Where parents fail, the State ‘Nanny’ has to take over.
Pedestrian Random Breath Testing (P-RBT), that includes public transport, allied to heavy fines and heavily publicised educational messages offers the most hope for:

  • Identifying the largest cohort of offenders as quickly and as efficiently as possible; and
  • Changing their behaviour by unambiguously delivering a message about where acceptable behaviour ends

It is Not acceptable for children to fall off cliffs, under trains, and under cars because of Parent Supported Underage Drinking.

Underage drinking is a scourge against the very development of children:


Reaching for responsibility – are we there yet?

17/10/2011

Last Melbourne Cup Day – yes, it is a proclaimed public holiday here – Race Goers crossing Flinders Street from Young & Jackson’s famous bar, were handed a brochure proclaiming a fictitious Point 08 Pedestrian Limit for Race Day and how all Responsible Servers of Alcohol would, quite reasonably, provide an easy mechanism for Users to be able to accurately self test the amount of drug in their system via their Blood Alcohol Content (BAC) Level.
Many of the Users were already so inebriated – at 10 in the morning – that they:

  1. Took the ‘Limit’ literally [they believed it] :) ;
  2. Confessed that they were already ‘over the limit’;
  3. Look really worried – and plainly paused for thought;
  4. Took the brochure.

A year has gone on and as the Melbourne Age reports (Oct 14, 2011) the Melbourne Race Club has moved to doing something like the above hoax, this time for real:

Race-goers at tomorrow’s Caulfield Cup will be able to see whether they exceed the blood-alcohol level as part of a plan to help prevent the racing carnival turning into tragedy.

Two breath-testing devices were today installed in the members pavilion at Caulfield racecourse to give some of the expected crowd of 40,000 the option of getting an alcohol reading before they got behind the wheel.
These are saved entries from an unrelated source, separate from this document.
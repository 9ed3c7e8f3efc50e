//! Per-codepoint property record, mirroring the fields UnicodeData.txt and
//! friends ultimately boil down to once a data-table generator has run.

use serde::Deserialize;

/// General category, narrowed to the handful of values the rest of the
/// crate actually branches on (full Unicode has ~30; enumerating the rest
/// is a datum, not an algorithm, see spec §1).
#[derive(Copy, Clone, Debug, Eq, PartialEq, Deserialize)]
pub enum GeneralCategory {
    Lu,
    Ll,
    Lt,
    Lm,
    Lo,
    Mn,
    Mc,
    Me,
    Nd,
    Nl,
    No,
    Pc,
    Pd,
    Ps,
    Pe,
    Pi,
    Pf,
    Po,
    Sm,
    Sc,
    Sk,
    So,
    Zs,
    Zl,
    Zp,
    Cc,
    Cf,
    Cs,
    Co,
    Cn,
}

impl GeneralCategory {
    pub fn is_letter(self) -> bool {
        matches!(
            self,
            GeneralCategory::Lu
                | GeneralCategory::Ll
                | GeneralCategory::Lt
                | GeneralCategory::Lm
                | GeneralCategory::Lo
        )
    }

    pub fn is_mark(self) -> bool {
        matches!(
            self,
            GeneralCategory::Mn | GeneralCategory::Mc | GeneralCategory::Me
        )
    }

    pub fn is_number(self) -> bool {
        matches!(
            self,
            GeneralCategory::Nd | GeneralCategory::Nl | GeneralCategory::No
        )
    }

    pub fn is_punct(self) -> bool {
        matches!(
            self,
            GeneralCategory::Pc
                | GeneralCategory::Pd
                | GeneralCategory::Ps
                | GeneralCategory::Pe
                | GeneralCategory::Pi
                | GeneralCategory::Pf
                | GeneralCategory::Po
        )
    }

    pub fn is_space_separator(self) -> bool {
        matches!(self, GeneralCategory::Zs)
    }

    pub fn is_control(self) -> bool {
        matches!(self, GeneralCategory::Cc)
    }
}

/// The kind of decomposition a codepoint has, if any. Only `Canonical`
/// decompositions feed NFD; every other variant only feeds NFKD.
#[derive(Copy, Clone, Debug, Eq, PartialEq, Deserialize)]
pub enum DecompositionType {
    Canonical,
    Font,
    NoBreak,
    Initial,
    Medial,
    Final,
    Isolated,
    Circle,
    Super,
    Sub,
    Vertical,
    Wide,
    Narrow,
    Small,
    Square,
    Fraction,
    Compat,
}

/// Extended Grapheme Cluster Break property value, per UAX #29.
#[derive(Copy, Clone, Debug, Eq, PartialEq, Deserialize, Hash)]
pub enum GraphemeBreak {
    Other,
    Cr,
    Lf,
    Control,
    Extend,
    ZWJ,
    RegionalIndicator,
    Prepend,
    SpacingMark,
    L,
    V,
    T,
    LV,
    LVT,
    EBase,
    EModifier,
    GlueAfterZwj,
    EBaseGAZ,
}

/// Index into the record's owning `PropertyDb`'s sequence pool, or absent.
pub type PoolIndex = Option<u32>;

/// The per-codepoint record addressed by the two-stage table (spec §3, §4.1).
#[derive(Copy, Clone, Debug)]
pub struct Record {
    pub category: GeneralCategory,
    pub ccc: u8,
    pub decomposition_type: Option<DecompositionType>,
    pub decomposition: PoolIndex,
    pub simple_upper: Option<u32>,
    pub simple_lower: Option<u32>,
    pub simple_title: Option<u32>,
    /// Context-free special case mapping (e.g. 0130 -> [0069, 0307]), shared
    /// across upper/lower/title via the sequence pool; the caller picks the
    /// field it needs after looking the sequence up.
    pub special_upper: PoolIndex,
    pub special_lower: PoolIndex,
    pub special_title: PoolIndex,
    pub case_folding: PoolIndex,
    pub grapheme_break: GraphemeBreak,
    pub is_cased: bool,
    pub is_case_ignorable: bool,
    pub is_extended_pictographic: bool,
}

impl Record {
    /// The record used for every codepoint the generated tables don't cover
    /// (and every codepoint `>= 0x110000`). Unassigned, category `Cn`.
    pub const UNASSIGNED: Record = Record {
        category: GeneralCategory::Cn,
        ccc: 0,
        decomposition_type: None,
        decomposition: None,
        simple_upper: None,
        simple_lower: None,
        simple_title: None,
        special_upper: None,
        special_lower: None,
        special_title: None,
        case_folding: None,
        grapheme_break: GraphemeBreak::Other,
        is_cased: false,
        is_case_ignorable: false,
        is_extended_pictographic: false,
    };

    pub fn is_starter(&self) -> bool {
        self.ccc == 0
    }
}
//! Regex error taxonomy (spec §6/§7b). Compile errors are latched: a
//! `Regex` value only ever exists for a pattern that parsed and compiled
//! cleanly. Runtime errors stop the current `exec` with no partial vector.

use thiserror::Error;

#[derive(Clone, Debug, Error, Eq, PartialEq)]
pub enum CompileError {
    #[error("byte {loc}: unmatched '('")]
    UnmatchedParen { loc: usize },
    #[error("byte {loc}: unmatched '{{'")]
    UnmatchedBrace { loc: usize },
    #[error("byte {loc}: empty character class")]
    EmptyClass { loc: usize },
    #[error("byte {loc}: unterminated character class")]
    UnterminatedClass { loc: usize },
    #[error("byte {loc}: invalid mode modifier '{ch}'")]
    InvalidModifier { loc: usize, ch: char },
    #[error("byte {loc}: invalid backreference")]
    InvalidBackref { loc: usize },
    #[error("byte {loc}: too many capture groups (max {max})")]
    TooManyGroups { loc: usize, max: usize },
    #[error("byte {loc}: quantifier applied to a non-repeatable construct")]
    InvalidQuantifierTarget { loc: usize },
    #[error("byte {loc}: nothing to repeat")]
    NothingToRepeat { loc: usize },
    #[error("byte {loc}: unexpected end of pattern")]
    UnexpectedEnd { loc: usize },
    #[error("byte {loc}: unknown group name '{name}'")]
    UnknownGroupName { loc: usize, name: String },
    #[error("GLOBAL and CONTINUE options are mutually exclusive")]
    InvalidOptions,
}

#[derive(Clone, Debug, Error, Eq, PartialEq)]
pub enum VmError {
    #[error("thread stack overflow (limit {limit})")]
    StackOverflow { limit: usize },
    #[error("subroutine call depth overflow (limit {limit})")]
    CallOverflow { limit: usize },
    #[error("regex memory cap exceeded (limit {limit} bytes)")]
    OutOfMemory { limit: usize },
}
//! Code-point property database: two-stage table lookup, decomposition
//! (including arithmetic Hangul decomposition), and canonical composition.
//! Spec §3, §4.1.

mod data;
pub mod record;

use lazy_static::lazy_static;
pub use record::{DecompositionType, GeneralCategory, GraphemeBreak, Record};

use data::PropertyData;

/// Hangul syllable arithmetic constants, UAX #29 / §4.1.
pub const S_BASE: u32 = 0xAC00;
pub const L_BASE: u32 = 0x1100;
pub const V_BASE: u32 = 0x1161;
pub const T_BASE: u32 = 0x11A7;
pub const L_COUNT: u32 = 19;
pub const V_COUNT: u32 = 21;
pub const T_COUNT: u32 = 28;
pub const N_COUNT: u32 = V_COUNT * T_COUNT;
pub const S_COUNT: u32 = L_COUNT * N_COUNT;

fn is_hangul_syllable(cp: u32) -> bool {
    (S_BASE..S_BASE + S_COUNT).contains(&cp)
}

fn is_hangul_l(cp: u32) -> bool {
    (L_BASE..L_BASE + L_COUNT).contains(&cp)
}
fn is_hangul_v(cp: u32) -> bool {
    (V_BASE..V_BASE + V_COUNT).contains(&cp)
}
fn is_hangul_t(cp: u32) -> bool {
    (T_BASE + 1..T_BASE + T_COUNT).contains(&cp)
}

const PAGE_SIZE: u32 = 256;

lazy_static! {
    static ref DATA: PropertyData = PropertyData::load();
}

/// The read-only property database. Cheap to construct (it is a thin
/// handle onto the process-wide `lazy_static` singleton); exists as a type
/// so call sites don't sprinkle free functions everywhere, matching the
/// shape the rest of the crate (codec, normalizer) expects to call into.
#[derive(Copy, Clone, Default)]
pub struct PropertyDb;

impl PropertyDb {
    pub fn builtin() -> PropertyDb {
        PropertyDb
    }

    /// `stage1[cp >> 8]` selects a page, `stage2[page + (cp & 0xFF)]`
    /// selects the record. Codepoints outside the Unicode range resolve to
    /// the unassigned record.
    pub fn lookup(&self, cp: u32) -> Record {
        if cp > 0x10FFFF {
            return Record::UNASSIGNED;
        }
        if is_hangul_syllable(cp) {
            let gb = if (cp - S_BASE) % T_COUNT == 0 {
                GraphemeBreak::LV
            } else {
                GraphemeBreak::LVT
            };
            return Record {
                grapheme_break: gb,
                ..Record::UNASSIGNED
            };
        }
        if is_hangul_l(cp) {
            return Record {
                grapheme_break: GraphemeBreak::L,
                ..Record::UNASSIGNED
            };
        }
        if is_hangul_v(cp) {
            return Record {
                grapheme_break: GraphemeBreak::V,
                ..Record::UNASSIGNED
            };
        }
        if is_hangul_t(cp) {
            return Record {
                grapheme_break: GraphemeBreak::T,
                ..Record::UNASSIGNED
            };
        }
        let page = DATA.stage1[(cp / PAGE_SIZE) as usize];
        DATA.stage2[(page + (cp % PAGE_SIZE)) as usize]
    }

    pub fn combining_class(&self, cp: u32) -> u8 {
        self.lookup(cp).ccc
    }

    pub fn is_starter(&self, cp: u32) -> bool {
        self.combining_class(cp) == 0
    }

    pub fn grapheme_break(&self, cp: u32) -> GraphemeBreak {
        self.lookup(cp).grapheme_break
    }

    /// Full (possibly recursive) decomposition of a single codepoint.
    /// `canonical_only` selects NFD-eligible (type `Canonical`) vs. any
    /// decomposition type (NFKD), per spec §4.4.
    pub fn decompose_char(&self, cp: u32, canonical_only: bool) -> Vec<u32> {
        if is_hangul_syllable(cp) {
            let s_index = cp - S_BASE;
            let l = L_BASE + s_index / N_COUNT;
            let v = V_BASE + (s_index % N_COUNT) / T_COUNT;
            let t = s_index % T_COUNT;
            return if t == 0 {
                vec![l, v]
            } else {
                vec![l, v, T_BASE + t]
            };
        }
        let record = self.lookup(cp);
        let Some(pool_index) = record.decomposition else {
            return vec![cp];
        };
        if canonical_only && record.decomposition_type != Some(DecompositionType::Canonical) {
            return vec![cp];
        }
        let seq = DATA.pool.get(pool_index).to_vec();
        seq.into_iter()
            .flat_map(|c| self.decompose_char(c, canonical_only))
            .collect()
    }

    /// Canonical composition of an ordered pair, including the arithmetic
    /// Hangul rule (L+V -> LV, LV+T -> LVT). Composition exclusions are
    /// filtered out at table-build time (spec §4.1).
    pub fn lookup_comp(&self, a: u32, b: u32) -> Option<u32> {
        if is_hangul_l(a) && is_hangul_v(b) {
            let l_index = a - L_BASE;
            let v_index = b - V_BASE;
            return Some(S_BASE + (l_index * V_COUNT + v_index) * T_COUNT);
        }
        if is_hangul_syllable(a) && is_hangul_t(b) && (a - S_BASE) % T_COUNT == 0 {
            return Some(a + (b - T_BASE));
        }
        DATA.composition.get(&(a, b)).copied()
    }

    pub fn special_lower(&self, cp: u32) -> Option<Vec<u32>> {
        self.lookup(cp).special_lower.map(|i| DATA.pool.get(i).to_vec())
    }
    pub fn special_upper(&self, cp: u32) -> Option<Vec<u32>> {
        self.lookup(cp).special_upper.map(|i| DATA.pool.get(i).to_vec())
    }
    pub fn case_folding(&self, cp: u32) -> Option<Vec<u32>> {
        self.lookup(cp).case_folding.map(|i| DATA.pool.get(i).to_vec())
    }
    pub fn cased(&self, cp: u32) -> bool {
        self.lookup(cp).is_cased
    }
    pub fn case_ignorable(&self, cp: u32) -> bool {
        self.lookup(cp).is_case_ignorable
    }
    pub fn extended_pictographic(&self, cp: u32) -> bool {
        self.lookup(cp).is_extended_pictographic
    }
}

#[cfg(test)]
mod tests {
    use super::*;

    #[test]
    fn lookup_unassigned_past_max() {
        let db = PropertyDb::builtin();
        assert_eq!(db.lookup(0x110000).category, GeneralCategory::Cn);
    }

    #[test]
    fn combining_class_lookup() {
        let db = PropertyDb::builtin();
        assert_eq!(db.combining_class(0x0301), 230);
        assert_eq!(db.combining_class(0x0041), 0);
        assert!(db.is_starter(0x0041));
        assert!(!db.is_starter(0x0301));
    }

    #[test]
    fn decompose_precomposed() {
        let db = PropertyDb::builtin();
        assert_eq!(db.decompose_char(0x00E5, true), vec![0x0061, 0x030A]);
    }

    #[test]
    fn decompose_hangul_syllable() {
        let db = PropertyDb::builtin();
        // HANGUL SYLLABLE GA (no trailing consonant)
        let ga = S_BASE;
        assert_eq!(db.decompose_char(ga, true), vec![L_BASE, V_BASE]);
        // HANGUL SYLLABLE GAG (has T)
        assert_eq!(
            db.decompose_char(ga + 1, true),
            vec![L_BASE, V_BASE, T_BASE + 1]
        );
    }

    #[test]
    fn compose_pair() {
        let db = PropertyDb::builtin();
        assert_eq!(db.lookup_comp(0x0061, 0x030A), Some(0x00E5));
        assert_eq!(db.lookup_comp(0x0061, 0x0301), None);
    }

    #[test]
    fn compose_hangul() {
        let db = PropertyDb::builtin();
        assert_eq!(db.lookup_comp(L_BASE, V_BASE), Some(S_BASE));
        assert_eq!(db.lookup_comp(S_BASE, T_BASE + 1), Some(S_BASE + 1));
    }

    #[test]
    fn composition_exclusion_is_honored() {
        let db = PropertyDb::builtin();
        // 0344 is a real Composition_Exclusion: even though its
        // decomposition pair is present in the source pairs list, it must
        // never compose back.
        assert_eq!(db.lookup_comp(0x0308, 0x0301), None);
    }
}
It is believed the devices, which charge people $2 for a breath test and are claimed by their manufacturers to be as reliable as the ones police use, have never before been installed for a major metropolitan race meeting.


And the motivation?:

Melbourne Racing Club spokesman Josh Rodder said the innovation was a “good cultural thing” to help people know how much alcohol they had consumed.

“It’s good to have just as a guide, so they’ve got an idea how much they’ve had if they are driving, or if they want to avoid having too much to drink,” Mr Rodder said.


And regular readers can see the holes:

  1. Not enough machines for the massive, massive crowd;
  2. No published pedestrian limit (what’s the guideline for a pedestrian?);
  3. No mention of the behaviour changing mechanism of:
    a) Clearly and simply proclaiming a max legal pedestrian limit;
    b) Advertising and marketing the pedestrian limit;
    c) Modify so called RSA guidelines to include a minimum number of BAC Testing machines, that guarantees immediate testing;
    d) Include point of sale audio visual education messages on the BAC Testing machines;
    e) Providing police for Pedestrian Random Breath Testing (RBT).

This more complete plan of law, education, testing and action would truly ensure “a good cultural thing”.

Avoiding incidents as reported in Herald Sun (Oct 16, 2011):

More than 60 people were thrown out of Caulfield Racecourse and three arrested as police cracked down hard on public drunkenness.

However, one woman had to be helped into a wheelchair by two St John Ambulance paramedics and pushed to a first aid station because she was so drunk.

And a fight between a group of young men had to be broken up by police.


By the way, we had our 10,000 visitor, on these pages recently.
Thanks so much for your interest and support.